Monday, August 14, 2017

CHARLOTTESVILLE

The events next door in Virginia have brought a certain amount of clarity to the issue of race in America.  It might be useful to remind ourselves of some facts that, although well known, are often forgotten.  Africans were brought to this continent against their will for one reason, and one reason alone:  to serve as a controllable source of labor for Europeans seeking their fortune in the New World.  The legal institution of chattel slavery developed slowly during the seventeenth and early eighteenth centuries.  New World slavery was unlike traditional European and Asian slavery first in being hereditary, and then, over time, in being racial in its definition.  The Africans were not seized, brought to the Americas and enslaved because they were thought to be inferior.  Quite to the contrary, they were enslaved because they were thought to be good workers, and hence well worth their price and the cost of their upkeep. 

The slave owners did not hate their slaves, any more than they hated their mules or horses.  Because some of the slaves were used as servants – cooks, nurses, nannies, footmen, hairdressers, and handmaidens – the slave owners lived in very close proximity to at least some of their slaves, and on occasion they developed a fondness for them.  The male slave owners were often sexually attracted to their female slaves and forced themselves on them, thereby cheaply increasing the size of their slave holdings.

The slave owners drove their slaves mercilessly in the fields and beat them cruelly at will for the slightest disobedience, but they were by and large extremely careful not to kill them or maim them in ways that interfered with their work, because the slaves were expensive pieces of property, and a man would no more hang his slave on a tree by the neck than he would kill a recalcitrant mule.

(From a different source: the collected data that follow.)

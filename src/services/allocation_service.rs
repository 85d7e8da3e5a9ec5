use futures::stream::{self, StreamExt};
use tracing::{info, warn};

use crate::models::{Allocation, SymbolAllocation, SymbolScore};
use crate::services::market_data_service::MarketDataClient;
use crate::services::metrics_service;

/// Split `total_amount` proportionally to the scores.
///
/// One entry per score, in order; duplicate symbols are separate entries.
/// Scores are expected to be positive (the metric floor guarantees it). If
/// they sum to zero or less, or are not finite, the amount is split evenly.
pub fn allocate_by_scores(scores: &[SymbolScore], total_amount: f64) -> Allocation {
    let total_score: f64 = scores.iter().map(|s| s.score).sum();
    let proportional = total_score > 0.0 && total_score.is_finite();
    if !proportional && !scores.is_empty() {
        warn!("Total score {} is not usable, splitting {} evenly", total_score, total_amount);
    }

    let entries = scores
        .iter()
        .map(|s| {
            let weight = if proportional {
                s.score / total_score
            } else {
                1.0 / scores.len() as f64
            };
            SymbolAllocation {
                symbol: s.symbol.clone(),
                score: s.score,
                amount: weight * total_amount,
            }
        })
        .collect();

    Allocation { total_amount, entries }
}

/// Score every symbol from its yearly history and split `total_amount`.
///
/// Precondition: the caller has validated `total_amount` (minimum investment).
/// Per-symbol data problems only lower that symbol to the floor score.
pub async fn calculate_smart_allocation(
    client: &MarketDataClient,
    symbols: &[String],
    total_amount: f64,
    concurrency: usize,
) -> Allocation {
    let scores: Vec<SymbolScore> = stream::iter(symbols.to_vec())
        .map(|symbol| {
            let client = client.clone();
            async move {
                let score = metrics_service::score_symbol(&client, &symbol).await;
                SymbolScore { symbol, score }
            }
        })
        .buffered(concurrency.max(1))
        .collect()
        .await;

    for s in &scores {
        info!("Score for {}: {:.4}", s.symbol, s.score);
    }

    allocate_by_scores(&scores, total_amount)
}

#[cfg(test)]
mod tests {
    use super::*;

    fn score(symbol: &str, score: f64) -> SymbolScore {
        SymbolScore { symbol: symbol.to_string(), score }
    }

    #[test]
    fn allocations_sum_to_total() {
        let scores = vec![score("AAPL", 1.7), score("ADBE", 0.1), score("NSRGY", 0.45)];
        let allocation = allocate_by_scores(&scores, 6000.0);
        assert!((allocation.allocated_total() - 6000.0).abs() < 1e-9);
        assert!(allocation.entries.iter().all(|e| e.amount > 0.0));
    }

    #[test]
    fn allocation_is_proportional_to_score() {
        let scores = vec![score("A", 3.0), score("B", 1.0)];
        let allocation = allocate_by_scores(&scores, 10_000.0);
        assert!((allocation.entries[0].amount - 7500.0).abs() < 1e-9);
        assert!((allocation.entries[1].amount - 2500.0).abs() < 1e-9);
    }

    #[test]
    fn duplicates_are_separate_entries() {
        let scores = vec![score("AAPL", 1.0), score("MSFT", 1.0), score("AAPL", 1.0)];
        let allocation = allocate_by_scores(&scores, 9000.0);
        assert_eq!(allocation.len(), 3);
        assert_eq!(
            allocation.entries.iter().filter(|e| e.symbol == "AAPL").count(),
            2
        );
        assert!((allocation.allocated_total() - 9000.0).abs() < 1e-9);
    }

    #[test]
    fn zero_total_score_splits_evenly() {
        let scores = vec![score("A", 0.0), score("B", 0.0)];
        let allocation = allocate_by_scores(&scores, 5000.0);
        assert_eq!(allocation.entries[0].amount, 2500.0);
        assert_eq!(allocation.entries[1].amount, 2500.0);
    }

    #[test]
    fn no_symbols_no_entries() {
        let allocation = allocate_by_scores(&[], 5000.0);
        assert!(allocation.is_empty());
        assert_eq!(allocation.total_amount, 5000.0);
    }

    #[test]
    fn same_scores_same_allocation() {
        let scores = vec![score("A", 0.7), score("B", 2.2)];
        assert_eq!(allocate_by_scores(&scores, 7000.0), allocate_by_scores(&scores, 7000.0));
    }
}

All of this changed once the slaves were freed.  The slave owners could be easy and intimate with their slaves because there was a legally enforced absolute divide between the legal status of a white man and the legal status of a slave.  After liberation, the Whites were perpetually terrified of “uppity negroes,” of the divide being bridged, of Black men and women behaving as though they were the equals of White men and women.  What we now call segregation was the result:  separation of Whites and Blacks and domination of Blacks by Whites, maintained by law, by custom, and by force.

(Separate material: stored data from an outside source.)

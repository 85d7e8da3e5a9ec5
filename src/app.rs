use axum::Router;
use tower::ServiceBuilder;
use tower_http::cors::CorsLayer;

use crate::routes::{health, portfolio, stocks, strategies};
use crate::state::AppState;

pub fn create_app(state: AppState) -> Router {
    Router::<AppState>::new()
        .nest("/health", health::router())
        .nest("/api/strategies", strategies::router())
        .nest("/api/portfolio", portfolio::router())
        .nest("/api/stocks", stocks::router())
        .layer(ServiceBuilder::new().layer(CorsLayer::permissive()))
        .with_state(state)
}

North America was a White Supremacist society from the early seventeenth century until the founding of the United States in the late eighteenth century.  The United States was then a de jure White Supremicist state – what is in other contexts called a White Settler state – for the first three quarters of a century of its existence, and then a de facto White Supremicist state for at least an additional century or so.  White Supremacy has been formally illegal and socially in question for only the past fifty years or so.

Hatred has fundamentally very little to do with White Supremacy.  White Supremacy is a policy of domination and economic superiority of Whites in a multi-racial society.  African-Americans are not worried about whether White people want to be friends.  Most of the African-Americans I know have quite enough friends, thank you very much.  African-Americans demand legal, economic, and political equality.  And that terrifies many Whites, who do not want to give up the superior legal, political, and economic position in American society that they acquired through being born White.

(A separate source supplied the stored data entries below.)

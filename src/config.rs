use std::net::SocketAddr;
use std::str::FromStr;

use tokio::time::Duration;

use crate::models::StrategyCatalog;
use crate::services::market_data_service::FetchPolicies;
use crate::services::retry::RetryPolicy;

#[derive(Debug, Clone, Copy, PartialEq, Eq)]
pub enum ProviderKind {
    Yahoo,
    Mock,
}

impl FromStr for ProviderKind {
    type Err = String;

    fn from_str(s: &str) -> Result<Self, Self::Err> {
        match s.to_lowercase().as_str() {
            "yahoo" => Ok(ProviderKind::Yahoo),
            "mock" => Ok(ProviderKind::Mock),
            other => Err(format!(
                "Invalid MARKET_DATA_PROVIDER: {}. Must be 'yahoo' or 'mock'",
                other
            )),
        }
    }
}

#[derive(Debug, Clone)]
pub struct AppConfig {
    pub bind_addr: SocketAddr,
    pub provider: ProviderKind,
    pub min_investment: f64,
    pub fetch_max_attempts: u32,
    pub info_retry_delay: Duration,
    pub price_retry_delay: Duration,
    pub fetch_concurrency: usize,
    pub requests_per_minute: Option<u32>,
    pub strategy_catalog_path: Option<String>,
}

impl Default for AppConfig {
    fn default() -> Self {
        Self {
            bind_addr: SocketAddr::from(([0, 0, 0, 0], 3000)),
            provider: ProviderKind::Yahoo,
            min_investment: 5000.0,
            fetch_max_attempts: RetryPolicy::DEFAULT_MAX_ATTEMPTS,
            info_retry_delay: RetryPolicy::info().delay,
            price_retry_delay: RetryPolicy::price().delay,
            fetch_concurrency: 1,
            requests_per_minute: None,
            strategy_catalog_path: None,
        }
    }
}

fn env_parse<T: FromStr>(key: &str) -> Result<Option<T>, String> {
    match std::env::var(key) {
        Ok(raw) if !raw.trim().is_empty() => raw
            .trim()
            .parse()
            .map(Some)
            .map_err(|_| format!("Invalid value for {}: {}", key, raw)),
        _ => Ok(None),
    }
}

impl AppConfig {
    pub fn from_env() -> Result<Self, String> {
        let defaults = Self::default();
        let config = Self {
            bind_addr: env_parse("BIND_ADDR")?.unwrap_or(defaults.bind_addr),
            provider: env_parse("MARKET_DATA_PROVIDER")?.unwrap_or(defaults.provider),
            min_investment: env_parse("MIN_INVESTMENT")?.unwrap_or(defaults.min_investment),
            fetch_max_attempts: env_parse("FETCH_MAX_ATTEMPTS")?
                .unwrap_or(defaults.fetch_max_attempts),
            info_retry_delay: env_parse("INFO_RETRY_DELAY_SECS")?
                .map(Duration::from_secs)
                .unwrap_or(defaults.info_retry_delay),
            price_retry_delay: env_parse("PRICE_RETRY_DELAY_SECS")?
                .map(Duration::from_secs)
                .unwrap_or(defaults.price_retry_delay),
            fetch_concurrency: env_parse("FETCH_CONCURRENCY")?
                .unwrap_or(defaults.fetch_concurrency),
            requests_per_minute: env_parse("REQUESTS_PER_MINUTE")?,
            strategy_catalog_path: std::env::var("STRATEGY_CATALOG_PATH").ok(),
        };
        config.validate()?;
        Ok(config)
    }

    pub fn validate(&self) -> Result<(), String> {
        if self.fetch_max_attempts == 0 {
            return Err("FETCH_MAX_ATTEMPTS must be at least 1".to_string());
        }
        if self.fetch_concurrency == 0 {
            return Err("FETCH_CONCURRENCY must be at least 1".to_string());
        }
        if !(self.min_investment.is_finite() && self.min_investment > 0.0) {
            return Err("MIN_INVESTMENT must be a positive amount".to_string());
        }
        if self.requests_per_minute == Some(0) {
            return Err("REQUESTS_PER_MINUTE must be at least 1 when set".to_string());
        }
        Ok(())
    }

    pub fn fetch_policies(&self) -> FetchPolicies {
        FetchPolicies {
            info: RetryPolicy::new(self.fetch_max_attempts, self.info_retry_delay),
            price: RetryPolicy::new(self.fetch_max_attempts, self.price_retry_delay),
        }
    }

    pub fn strategy_catalog(&self) -> Result<StrategyCatalog, String> {
        match &self.strategy_catalog_path {
            Some(path) => StrategyCatalog::from_json_file(path),
            None => Ok(StrategyCatalog::default()),
        }
    }
}

#[cfg(test)]
mod tests {
    use super::*;

    #[test]
    fn defaults_match_reference_behaviour() {
        let config = AppConfig::default();
        assert!(config.validate().is_ok());
        assert_eq!(config.min_investment, 5000.0);
        let policies = config.fetch_policies();
        assert_eq!(policies, FetchPolicies::default());
        assert_eq!(policies.info.max_attempts, 3);
        assert_eq!(policies.info.delay, Duration::from_secs(5));
        assert_eq!(policies.price.delay, Duration::from_secs(10));
    }

    #[test]
    fn provider_kind_parses_case_insensitively() {
        assert_eq!("Yahoo".parse::<ProviderKind>(), Ok(ProviderKind::Yahoo));
        assert_eq!("mock".parse::<ProviderKind>(), Ok(ProviderKind::Mock));
        assert!("twelvedata".parse::<ProviderKind>().is_err());
    }

    #[test]
    fn validate_rejects_zero_limits() {
        let config = AppConfig { fetch_max_attempts: 0, ..AppConfig::default() };
        assert!(config.validate().is_err());

        let config = AppConfig { fetch_concurrency: 0, ..AppConfig::default() };
        assert!(config.validate().is_err());

        let config = AppConfig { min_investment: -1.0, ..AppConfig::default() };
        assert!(config.validate().is_err());
    }
}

For all of these reasons, the Charlottesville events have been usefully clarifying.  It is not at all surprising that there is a very large and enthusiastic audience for Trump’s racism.  Anyone familiar with the history of this society both before and after the founding of the United States would expect as much. 


In the words of the old union song, Which side are you on?

2 comments:

  1. Professor Wolff,

    Does your critique extend to white racists who are not within any positions of power (social, economic, or political)? If so, I'm wondering how one could square the view of white supremacy for the power it provides white people with the fact that many of the people holding up Nazi symbols and whatnot in Charlottesville likely do not hold any position of power or privilege in this society.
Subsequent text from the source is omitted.